亚洲男人的天堂2018av,欧美草比,久久久久久免费视频精选,国色天香在线看免费,久久久久亚洲av成人片仓井空

In this paper we prove convergence rates for time discretisation schemes for semi-linear stochastic evolution equations with additive or multiplicative Gaussian noise, where the leading operator $A$ is the generator of a strongly continuous semigroup $S$ on a Hilbert space $X$, and the focus is on non-parabolic problems. The main results are optimal bounds for the uniform strong error $$\mathrm{E}_{k}^{\infty} := \Big(\mathbb{E} \sup_{j\in \{0, \ldots, N_k\}} \|U(t_j) - U^j\|^p\Big)^{1/p},$$ where $p \in [2,\infty)$, $U$ is the mild solution, $U^j$ is obtained from a time discretisation scheme, $k$ is the step size, and $N_k = T/k$. The usual schemes such as splitting/exponential Euler, implicit Euler, and Crank-Nicolson, etc.\ are included as special cases. Under conditions on the nonlinearity and the noise we show - $\mathrm{E}_{k}^{\infty}\lesssim k \log(T/k)$ (linear equation, additive noise, general $S$); - $\mathrm{E}_{k}^{\infty}\lesssim \sqrt{k} \log(T/k)$ (nonlinear equation, multiplicative noise, contractive $S$); - $\mathrm{E}_{k}^{\infty}\lesssim k \log(T/k)$ (nonlinear wave equation, multiplicative noise). The logarithmic factor can be removed if the splitting scheme is used with a (quasi)-contractive $S$. The obtained bounds coincide with the optimal bounds for SDEs. Most of the existing literature is concerned with bounds for the simpler pointwise strong error $$\mathrm{E}_k:=\bigg(\sup_{j\in \{0,\ldots,N_k\}}\mathbb{E} \|U(t_j) - U^{j}\|^p\bigg)^{1/p}.$$ Applications to Maxwell equations, Schr\"odinger equations, and wave equations are included. For these equations our results improve and reprove several existing results with a unified method.

相關內容

We study the convergence of message passing graph neural networks on random graph models to their continuous counterpart as the number of nodes tends to infinity. Until now, this convergence was only known for architectures with aggregation functions in the form of degree-normalized means. We extend such results to a very large class of aggregation functions, that encompasses all classically used message passing graph neural networks, such as attention-based mesage passing or max convolutional message passing on top of (degree-normalized) convolutional message passing. Under mild assumptions, we give non asymptotic bounds with high probability to quantify this convergence. Our main result is based on the McDiarmid inequality. Interestingly, we treat the case where the aggregation is a coordinate-wise maximum separately, at it necessitates a very different proof technique and yields a qualitatively different convergence rate.

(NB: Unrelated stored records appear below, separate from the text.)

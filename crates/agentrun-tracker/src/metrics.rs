use prometheus::{Histogram, HistogramOpts, IntCounter, IntGauge, Registry};
use serde::{Deserialize, Serialize};

use crate::record::ExecutionState;

/// Prometheus-side execution metrics
///
/// Updated by the registry on every lifecycle transition; scraped through
/// `registry()`. Label cardinality is kept at zero on purpose.
#[derive(Clone)]
pub struct TrackerMetrics {
    executions_started: IntCounter,
    active_executions: IntGauge,
    executions_succeeded: IntCounter,
    executions_failed: IntCounter,
    executions_timed_out: IntCounter,
    executions_dead: IntCounter,
    executions_cancelled: IntCounter,
    heartbeats: IntCounter,
    breaker_trips: IntCounter,
    execution_duration: Histogram,
    registry: Registry,
}

impl TrackerMetrics {
    /// Create new metrics collector
    pub fn new() -> Result<Self, prometheus::Error> {
        let registry = Registry::new();

        let executions_started = IntCounter::new(
            "agentrun_executions_started_total",
            "Total number of executions created",
        )?;
        registry.register(Box::new(executions_started.clone()))?;

        let active_executions = IntGauge::new(
            "agentrun_active_executions",
            "Number of executions not yet in a terminal state",
        )?;
        registry.register(Box::new(active_executions.clone()))?;

        let executions_succeeded = IntCounter::new(
            "agentrun_executions_succeeded_total",
            "Total number of executions that completed successfully",
        )?;
        registry.register(Box::new(executions_succeeded.clone()))?;

        let executions_failed = IntCounter::new(
            "agentrun_executions_failed_total",
            "Total number of executions that failed",
        )?;
        registry.register(Box::new(executions_failed.clone()))?;

        let executions_timed_out = IntCounter::new(
            "agentrun_executions_timed_out_total",
            "Total number of executions that exceeded their wall-clock timeout",
        )?;
        registry.register(Box::new(executions_timed_out.clone()))?;

        let executions_dead = IntCounter::new(
            "agentrun_executions_dead_total",
            "Total number of executions whose workers stopped heartbeating",
        )?;
        registry.register(Box::new(executions_dead.clone()))?;

        let executions_cancelled = IntCounter::new(
            "agentrun_executions_cancelled_total",
            "Total number of cancelled executions",
        )?;
        registry.register(Box::new(executions_cancelled.clone()))?;

        let heartbeats = IntCounter::new(
            "agentrun_heartbeats_total",
            "Total number of heartbeats received",
        )?;
        registry.register(Box::new(heartbeats.clone()))?;

        let breaker_trips = IntCounter::new(
            "agentrun_breaker_trips_total",
            "Total number of circuit breaker open transitions",
        )?;
        registry.register(Box::new(breaker_trips.clone()))?;

        let execution_duration = Histogram::with_opts(
            HistogramOpts::new(
                "agentrun_execution_duration_seconds",
                "Execution duration from creation to terminal state",
            )
            .buckets(vec![0.1, 0.5, 1.0, 5.0, 15.0, 30.0, 60.0, 120.0, 300.0, 600.0]),
        )?;
        registry.register(Box::new(execution_duration.clone()))?;

        Ok(Self {
            executions_started,
            active_executions,
            executions_succeeded,
            executions_failed,
            executions_timed_out,
            executions_dead,
            executions_cancelled,
            heartbeats,
            breaker_trips,
            execution_duration,
            registry,
        })
    }

    pub fn execution_started(&self) {
        self.executions_started.inc();
        self.active_executions.inc();
    }

    pub fn heartbeat(&self) {
        self.heartbeats.inc();
    }

    pub fn breaker_opened(&self) {
        self.breaker_trips.inc();
    }

    pub fn execution_finished(&self, state: ExecutionState, duration_ms: i64) {
        match state {
            ExecutionState::Completed => self.executions_succeeded.inc(),
            ExecutionState::Failed => self.executions_failed.inc(),
            ExecutionState::TimedOut => self.executions_timed_out.inc(),
            ExecutionState::Dead => self.executions_dead.inc(),
            ExecutionState::Cancelled => self.executions_cancelled.inc(),
            // Non-terminal transitions do not finish an execution.
            _ => return,
        }
        self.active_executions.dec();
        self.execution_duration.observe(duration_ms as f64 / 1000.0);
    }

    /// Registry for scraping
    pub fn registry(&self) -> &Registry {
        &self.registry
    }
}

impl Default for TrackerMetrics {
    fn default() -> Self {
        Self::new().expect("Failed to create default metrics")
    }
}

/// On-demand counter snapshot derived from the execution registry
///
/// Rates are computed over finished executions; `failure_rate` counts
/// failed, timed-out and dead runs. Cancellations count toward neither
/// rate.
#[derive(Debug, Clone, Copy, Serialize, Deserialize, PartialEq)]
pub struct MetricsSnapshot {
    pub total: u64,
    pub active: u64,
    pub succeeded: u64,
    pub failed: u64,
    pub timed_out: u64,
    pub dead: u64,
    pub cancelled: u64,
    pub success_rate: f64,
    pub failure_rate: f64,
}

impl MetricsSnapshot {
    pub(crate) fn from_counts(
        total: u64,
        succeeded: u64,
        failed: u64,
        timed_out: u64,
        dead: u64,
        cancelled: u64,
    ) -> Self {
        let finished = succeeded + failed + timed_out + dead + cancelled;
        let denominator = finished.max(1) as f64;
        Self {
            total,
            active: total - finished,
            succeeded,
            failed,
            timed_out,
            dead,
            cancelled,
            success_rate: if finished == 0 {
                0.0
            } else {
                succeeded as f64 / denominator
            },
            failure_rate: if finished == 0 {
                0.0
            } else {
                (failed + timed_out + dead) as f64 / denominator
            },
        }
    }
}

#[cfg(test)]
mod tests {
    use super::*;

    #[test]
    fn test_snapshot_rates() {
        let snap = MetricsSnapshot::from_counts(10, 6, 1, 1, 0, 0);
        assert_eq!(snap.active, 2);
        assert!((snap.success_rate - 0.75).abs() < f64::EPSILON);
        assert!((snap.failure_rate - 0.25).abs() < f64::EPSILON);
    }

    #[test]
    fn test_snapshot_no_finished_runs() {
        let snap = MetricsSnapshot::from_counts(3, 0, 0, 0, 0, 0);
        assert_eq!(snap.active, 3);
        assert_eq!(snap.success_rate, 0.0);
        assert_eq!(snap.failure_rate, 0.0);
    }

    #[test]
    fn test_prometheus_counters_update() {
        let metrics = TrackerMetrics::new().unwrap();
        metrics.execution_started();
        metrics.execution_started();
        metrics.execution_finished(ExecutionState::Completed, 1500);
        metrics.execution_finished(ExecutionState::Dead, 45_000);

        let families = metrics.registry().gather();
        let started = families
            .iter()
            .find(|f| f.get_name() == "agentrun_executions_started_total")
            .unwrap();
        assert_eq!(started.get_metric()[0].get_counter().get_value(), 2.0);

        let active = families
            .iter()
            .find(|f| f.get_name() == "agentrun_active_executions")
            .unwrap();
        assert_eq!(active.get_metric()[0].get_gauge().get_value(), 0.0);
    }

    #[test]
    fn test_non_terminal_finish_ignored() {
        let metrics = TrackerMetrics::new().unwrap();
        metrics.execution_started();
        metrics.execution_finished(ExecutionState::Running, 100);

        let families = metrics.registry().gather();
        let active = families
            .iter()
            .find(|f| f.get_name() == "agentrun_active_executions")
            .unwrap();
        assert_eq!(active.get_metric()[0].get_gauge().get_value(), 1.0);
    }
}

We study the convergence in total variation and $V$-norm of discretization schemes of the underdamped Langevin dynamics. Such algorithms are very popular and commonly used in molecular dynamics and computational statistics to approximatively sample from a target distribution of interest. We show first that, for a very large class of schemes, a minorization condition uniform in the stepsize holds. This class encompasses popular methods such as the Euler-Maruyama scheme and the schemes based on splitting strategies. Second, we provide mild conditions ensuring that the class of schemes that we consider satisfies a geometric Foster--Lyapunov drift condition, again uniform in the stepsize. This allows us to derive geometric convergence bounds, with a convergence rate scaling linearly with the stepsize. This kind of result is of prime interest to obtain estimates on norms of solutions to Poisson equations associated with a given numerical method.

We introduce a positivity-preserving numerical scheme for a class of nonlinear stochastic heat equations driven by a purely time-dependent Brownian motion. The construction is inspired by a recent preprint by the authors where one-dimensional equations driven by space-time white noise are considered. The objective of this paper is to illustrate the properties of the proposed integrators in a different framework, by numerical experiments and by giving convergence results.

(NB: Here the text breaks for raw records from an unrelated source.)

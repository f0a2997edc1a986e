use std::fmt;
use std::time::Duration;

use chrono::{DateTime, Utc};
use serde::{Deserialize, Serialize};

/// Coarse lifecycle state of an execution
///
/// Transitions only move forward:
/// `Pending → Starting → Running → Completing → {Completed | Failed | TimedOut | Dead | Cancelled}`.
/// The bracketed states are terminal and mutually exclusive.
#[derive(Debug, Clone, Copy, Serialize, Deserialize, PartialEq, Eq, Hash)]
pub enum ExecutionState {
    /// Execution has been created but not started
    Pending,

    /// Execution has been handed to a worker
    Starting,

    /// Worker is actively making progress
    Running,

    /// Worker is finalizing its result
    Completing,

    /// Execution completed successfully
    Completed,

    /// Execution failed
    Failed,

    /// Execution exceeded its wall-clock timeout
    TimedOut,

    /// Worker stopped heartbeating without reporting an outcome
    Dead,

    /// Execution was cancelled
    Cancelled,
}

impl ExecutionState {
    /// Check if this state is terminal (no further mutation permitted)
    pub fn is_terminal(&self) -> bool {
        matches!(
            self,
            ExecutionState::Completed
                | ExecutionState::Failed
                | ExecutionState::TimedOut
                | ExecutionState::Dead
                | ExecutionState::Cancelled
        )
    }

    /// Position in the forward lifecycle, used to reject backward transitions
    fn rank(&self) -> u8 {
        match self {
            ExecutionState::Pending => 0,
            ExecutionState::Starting => 1,
            ExecutionState::Running => 2,
            ExecutionState::Completing => 3,
            // Terminal states share a rank: reachable from any non-terminal
            // state but never from each other.
            _ => 4,
        }
    }

    /// Check whether a transition to `next` is a legal forward move
    pub fn can_transition_to(&self, next: ExecutionState) -> bool {
        if self.is_terminal() {
            return false;
        }
        next.rank() > self.rank() || next.is_terminal()
    }

    /// The named heartbeat-promotion rule: a heartbeat on a `Starting`
    /// execution is an implicit "work has begun" signal and moves it to
    /// `Running`. Other states are left alone.
    pub fn promoted_by_heartbeat(&self) -> Option<ExecutionState> {
        match self {
            ExecutionState::Starting => Some(ExecutionState::Running),
            _ => None,
        }
    }
}

impl fmt::Display for ExecutionState {
    fn fmt(&self, f: &mut fmt::Formatter<'_>) -> fmt::Result {
        let name = match self {
            ExecutionState::Pending => "pending",
            ExecutionState::Starting => "starting",
            ExecutionState::Running => "running",
            ExecutionState::Completing => "completing",
            ExecutionState::Completed => "completed",
            ExecutionState::Failed => "failed",
            ExecutionState::TimedOut => "timed_out",
            ExecutionState::Dead => "dead",
            ExecutionState::Cancelled => "cancelled",
        };
        write!(f, "{}", name)
    }
}

/// Fine-grained progress phase, independent of the coarse lifecycle state
///
/// Used purely for progress reporting. Transitions are permissive: agent
/// control flow is not fully predictable, so out-of-order phases are
/// accepted and logged, never rejected.
#[derive(Debug, Clone, Copy, Serialize, Deserialize, PartialEq, Eq, Hash)]
pub enum ExecutionPhase {
    Created,
    Setup,
    ContextValidation,
    Starting,
    Thinking,
    ToolPreparation,
    ToolExecution,
    LlmInteraction,
    ResultProcessing,
    Completing,
    Completed,
    Failed,
}

impl fmt::Display for ExecutionPhase {
    fn fmt(&self, f: &mut fmt::Formatter<'_>) -> fmt::Result {
        let name = match self {
            ExecutionPhase::Created => "created",
            ExecutionPhase::Setup => "setup",
            ExecutionPhase::ContextValidation => "context_validation",
            ExecutionPhase::Starting => "starting",
            ExecutionPhase::Thinking => "thinking",
            ExecutionPhase::ToolPreparation => "tool_preparation",
            ExecutionPhase::ToolExecution => "tool_execution",
            ExecutionPhase::LlmInteraction => "llm_interaction",
            ExecutionPhase::ResultProcessing => "result_processing",
            ExecutionPhase::Completing => "completing",
            ExecutionPhase::Completed => "completed",
            ExecutionPhase::Failed => "failed",
        };
        write!(f, "{}", name)
    }
}

/// One entry in a record's append-only phase history
#[derive(Debug, Clone, Serialize, Deserialize)]
pub struct PhaseSpan {
    /// Phase this span covers
    pub phase: ExecutionPhase,

    /// When the phase was entered
    pub entered_at: DateTime<Utc>,

    /// When the phase was exited; `None` while the phase is current
    pub exited_at: Option<DateTime<Utc>>,

    /// Caller-supplied metadata for this transition
    pub metadata: serde_json::Value,
}

/// State of a record's circuit breaker, mirrored for observability
#[derive(Debug, Clone, Copy, Serialize, Deserialize, PartialEq, Eq)]
pub enum CircuitState {
    /// Normal operation
    Closed,

    /// Blocking calls until the recovery timeout elapses
    Open,

    /// Probing: allowing calls through while counting successes
    HalfOpen,
}

impl fmt::Display for CircuitState {
    fn fmt(&self, f: &mut fmt::Formatter<'_>) -> fmt::Result {
        match self {
            CircuitState::Closed => write!(f, "closed"),
            CircuitState::Open => write!(f, "open"),
            CircuitState::HalfOpen => write!(f, "half_open"),
        }
    }
}

/// Breaker sub-state carried on the record
#[derive(Debug, Clone, Serialize, Deserialize)]
pub struct BreakerSnapshot {
    pub state: CircuitState,
    pub failures: u32,
    pub next_attempt_at: Option<DateTime<Utc>>,
}

impl Default for BreakerSnapshot {
    fn default() -> Self {
        Self {
            state: CircuitState::Closed,
            failures: 0,
            next_attempt_at: None,
        }
    }
}

/// Tracked state for one agent execution
///
/// Identity fields are immutable after creation; mutable state is only
/// touched through the registry, which enforces the terminal-state
/// invariant.
#[derive(Debug, Clone, Serialize, Deserialize)]
pub struct ExecutionRecord {
    /// Unique execution ID, never reused for the life of the process
    pub execution_id: String,

    /// Agent being run
    pub agent_name: String,

    /// Conversation thread / session this run belongs to
    pub thread_id: String,

    /// User who triggered the run
    pub user_id: String,

    /// Coarse lifecycle state
    pub state: ExecutionState,

    /// Fine-grained progress phase
    pub current_phase: ExecutionPhase,

    /// When the execution was created
    pub started_at: DateTime<Utc>,

    /// Last liveness signal from the worker
    pub last_heartbeat_at: DateTime<Utc>,

    /// Last mutation of any kind
    pub updated_at: DateTime<Utc>,

    /// Set exactly when the execution reaches a terminal state
    pub completed_at: Option<DateTime<Utc>>,

    /// Monotonically non-decreasing heartbeat counter
    pub heartbeat_count: u64,

    /// Opaque result payload, set on completion
    pub result: Option<serde_json::Value>,

    /// Error message, set on failure/timeout/death
    pub error: Option<String>,

    /// Caller-supplied metadata, immutable after creation
    pub metadata: serde_json::Value,

    /// Per-execution wall-clock timeout
    pub timeout: Duration,

    /// Circuit breaker sub-state
    pub breaker: BreakerSnapshot,

    /// Append-only phase history
    pub phase_history: Vec<PhaseSpan>,
}

impl ExecutionRecord {
    /// Create a new record in `Pending` with an opening `Created` phase span
    pub fn new(
        execution_id: String,
        agent_name: String,
        thread_id: String,
        user_id: String,
        timeout: Duration,
        metadata: serde_json::Value,
    ) -> Self {
        let now = Utc::now();
        Self {
            execution_id,
            agent_name,
            thread_id,
            user_id,
            state: ExecutionState::Pending,
            current_phase: ExecutionPhase::Created,
            started_at: now,
            last_heartbeat_at: now,
            updated_at: now,
            completed_at: None,
            heartbeat_count: 0,
            result: None,
            error: None,
            metadata,
            timeout,
            breaker: BreakerSnapshot::default(),
            phase_history: vec![PhaseSpan {
                phase: ExecutionPhase::Created,
                entered_at: now,
                exited_at: None,
                metadata: serde_json::json!({}),
            }],
        }
    }

    /// Check if this record has reached a terminal state
    pub fn is_terminal(&self) -> bool {
        self.state.is_terminal()
    }
}
//! Execution identity generation
//!
//! IDs come from an injected source so tests and embedders can control the
//! format. The only hard contract is global uniqueness for the process
//! lifetime and the stable `exec-` prefix used in logs and debugging.

use uuid::Uuid;

/// Stable, parseable prefix carried by every execution id
pub const EXECUTION_ID_PREFIX: &str = "exec-";

/// Injected source of unique execution ids
pub trait IdGenerator: Send + Sync {
    fn next_id(&self) -> String;
}

/// Default generator: `exec-<uuid-v4>`
pub struct UuidIdGenerator;

impl IdGenerator for UuidIdGenerator {
    fn next_id(&self) -> String {
        format!("{}{}", EXECUTION_ID_PREFIX, Uuid::new_v4())
    }
}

The paper analyses properties of a large class of "path-based" Data Envelopment Analysis models through a unifying general scheme. The scheme includes the well-known oriented radial models, the hyperbolic distance function model, the directional distance function models, and even permits their generalisations. The modelling is not constrained to non-negative data and is flexible enough to accommodate variants of standard models over arbitrary data. Mathematical tools developed in the paper allow systematic analysis of the models from the point of view of ten desirable properties. It is shown that some of the properties are satisfied (resp., fail) for all models in the general scheme, while others have a more nuanced behaviour and must be assessed individually in each model. Our results can help researchers and practitioners navigate among the different models and apply the models to mixed data.

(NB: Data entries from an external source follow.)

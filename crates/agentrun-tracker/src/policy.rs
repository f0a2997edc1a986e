//! Per-execution timeout and breaker thresholds
//!
//! `TimeoutPolicy` is a pure value object: construction goes through
//! `validate()`, and `check_timeout` is a side-effect-free function of the
//! clock, safe to call from any task.

use std::time::Duration;

use chrono::{DateTime, Utc};

use crate::error::{Result, TrackerError};
use crate::record::ExecutionRecord;

/// Timeout and circuit-breaker thresholds applied to executions
#[derive(Debug, Clone)]
pub struct TimeoutPolicy {
    /// Default wall-clock budget for a full agent execution
    pub agent_execution_timeout: Duration,

    /// Max silence between heartbeats before a worker is presumed dead
    pub heartbeat_timeout: Duration,

    /// Bound applied to individual guarded operations (LLM/tool calls)
    pub llm_api_timeout: Duration,

    /// Consecutive failures before a breaker opens
    pub failure_threshold: u32,

    /// Cooldown before an open breaker allows a probe
    pub recovery_timeout: Duration,

    /// Consecutive half-open successes required to close a breaker
    pub success_threshold: u32,

    /// Max retries advisory carried for guarded-operation callers
    pub max_retries: u32,
}

impl Default for TimeoutPolicy {
    fn default() -> Self {
        Self {
            agent_execution_timeout: Duration::from_secs(300),
            heartbeat_timeout: Duration::from_secs(30),
            llm_api_timeout: Duration::from_secs(60),
            failure_threshold: 5,
            recovery_timeout: Duration::from_secs(60),
            success_threshold: 2,
            max_retries: 3,
        }
    }
}

impl TimeoutPolicy {
    /// Load policy from environment variables, falling back to defaults
    ///
    /// Unparseable and non-positive values are ignored, so the returned
    /// policy always passes `validate()`.
    pub fn from_env() -> Self {
        let mut policy = Self::default();

        if let Some(secs) = env_u64("AGENTRUN_EXECUTION_TIMEOUT_SECS") {
            policy.agent_execution_timeout = Duration::from_secs(secs);
        }
        if let Some(secs) = env_u64("AGENTRUN_HEARTBEAT_TIMEOUT_SECS") {
            policy.heartbeat_timeout = Duration::from_secs(secs);
        }
        if let Some(ms) = env_u64("AGENTRUN_LLM_TIMEOUT_MS") {
            policy.llm_api_timeout = Duration::from_millis(ms);
        }
        if let Some(n) = env_u64("AGENTRUN_BREAKER_FAILURE_THRESHOLD") {
            policy.failure_threshold = n as u32;
        }
        if let Some(secs) = env_u64("AGENTRUN_BREAKER_RECOVERY_SECS") {
            policy.recovery_timeout = Duration::from_secs(secs);
        }
        if let Some(n) = env_u64("AGENTRUN_BREAKER_SUCCESS_THRESHOLD") {
            policy.success_threshold = n as u32;
        }
        if let Some(n) = env_u64("AGENTRUN_MAX_RETRIES") {
            policy.max_retries = n as u32;
        }

        policy
    }

    /// Validate that every field is strictly positive
    ///
    /// No default is allowed to pass through `<= 0`; a zero threshold would
    /// make the breaker open on creation or the monitor kill healthy runs.
    pub fn validate(&self) -> Result<()> {
        let durations = [
            ("agent_execution_timeout", self.agent_execution_timeout),
            ("heartbeat_timeout", self.heartbeat_timeout),
            ("llm_api_timeout", self.llm_api_timeout),
            ("recovery_timeout", self.recovery_timeout),
        ];
        for (name, value) in durations {
            if value.is_zero() {
                return Err(TrackerError::validation(format!(
                    "{} must be strictly positive, got {:?}",
                    name, value
                )));
            }
        }

        let counts = [
            ("failure_threshold", self.failure_threshold),
            ("success_threshold", self.success_threshold),
            ("max_retries", self.max_retries),
        ];
        for (name, value) in counts {
            if value == 0 {
                return Err(TrackerError::validation(format!(
                    "{} must be strictly positive, got {}",
                    name, value
                )));
            }
        }

        Ok(())
    }

    /// Evaluate a record's wall-clock timeout against an explicit `now`
    ///
    /// Pure function of `now`, `started_at` and the record's own timeout;
    /// no side effects.
    pub fn check_timeout(record: &ExecutionRecord, now: DateTime<Utc>) -> TimeoutCheck {
        let elapsed_ms = (now - record.started_at).num_milliseconds().max(0) as u64;
        let budget_ms = record.timeout.as_millis() as u64;

        TimeoutCheck {
            is_timed_out: elapsed_ms > budget_ms,
            time_until_timeout_ms: budget_ms.saturating_sub(elapsed_ms),
        }
    }
}

/// Result of a pure timeout check
#[derive(Debug, Clone, Copy, PartialEq, Eq)]
pub struct TimeoutCheck {
    /// Whether the execution has exceeded its wall-clock budget
    pub is_timed_out: bool,

    /// Remaining budget, clamped at zero once exceeded
    pub time_until_timeout_ms: u64,
}

fn env_u64(key: &str) -> Option<u64> {
    std::env::var(key)
        .ok()
        .and_then(|v| v.parse().ok())
        .filter(|v| *v > 0)
}
//! Agent Run Tracker - Execution Lifecycle Tracking Layer
//!
//! The single source of truth for the lifecycle of asynchronous agent runs:
//! - Creation, liveness and terminal-outcome tracking per execution
//! - Heartbeat-based dead-worker detection and wall-clock timeouts
//! - Per-execution circuit breakers guarding retryable operations
//! - Fine-grained phase state machine for progress notification
//! - On-demand metrics without duplicating state management
//!
//! The registry is constructed explicitly by the application's composition
//! root and shared by reference; there is no process-wide singleton in
//! library code.

pub mod breaker;
pub mod error;
pub mod id;
pub mod metrics;
pub mod monitor;
pub mod notify;
pub mod phase;
pub mod policy;
pub mod record;
pub mod registry;
pub mod snapshot;

pub use breaker::{BreakerRegistry, BreakerStatus};
pub use error::{Result, TrackerError};
pub use id::{IdGenerator, UuidIdGenerator, EXECUTION_ID_PREFIX};
pub use metrics::{MetricsSnapshot, TrackerMetrics};
pub use monitor::{LivenessCallback, LivenessMonitor, MonitorConfig};
pub use notify::{BroadcastNotifier, EventKind, Notification, NotificationPort, NullNotifier};
pub use policy::{TimeoutCheck, TimeoutPolicy};
pub use record::{
    BreakerSnapshot, CircuitState, ExecutionPhase, ExecutionRecord, ExecutionState, PhaseSpan,
};
pub use registry::{
    CompletionOutcome, CreateExecution, ExecutionRegistry, LivenessReport, LivenessVerdict,
};
pub use snapshot::{NullSnapshotStore, SnapshotStore};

We present two (a decoupled and a coupled) integral-equation-based methods for the Morse-Ingard equations subject to Neumann boundary conditions on the exterior domain. Both methods are based on second-kind integral equation (SKIE) formulations. The coupled method is well-conditioned and can achieve high accuracy. The decoupled method has lower computational cost and more flexibility in dealing with the boundary layer; however, it is prone to the ill-conditioning of the decoupling transform and cannot achieve as high accuracy as the coupled method. We show numerical examples using a Nystr\"om method based on quadrature-by-expansion (QBX) with fast-multipole acceleration. We demonstrate the accuracy and efficiency of the solvers in both two and three dimensions with complex geometry.

This work deals with the numerical solution of systems of oscillatory second-order differential equations which often arise from the semi-discretization in space of partial differential equations. Since these differential equations exhibit pronounced or highly) oscillatory behavior, standard numerical methods are known to perform poorly. Our approach consists in directly discretizing the problem by means of Gautschi-type integrators based on $\operatorname{sinc}$ matrix functions. The novelty contained here is that of using a suitable rational approximation formula for the $\operatorname{sinc}$ matrix function to apply a rational Krylov-like approximation method with suitable choices of poles. In particular, we discuss the application of the whole strategy to a finite element discretization of the wave equation.

We study the training dynamics of shallow neural networks, in a two-timescale regime in which the stepsizes for the inner layer are much smaller than those for the outer layer. In this regime, we prove convergence of the gradient flow to a global optimum of the non-convex optimization problem in a simple univariate setting. The number of neurons need not be asymptotically large for our result to hold, distinguishing our result from popular recent approaches such as the neural tangent kernel or mean-field regimes. Experimental illustration is provided, showing that the stochastic gradient descent behaves according to our description of the gradient flow and thus converges to a global optimum in the two-timescale regime, but can fail outside of this regime.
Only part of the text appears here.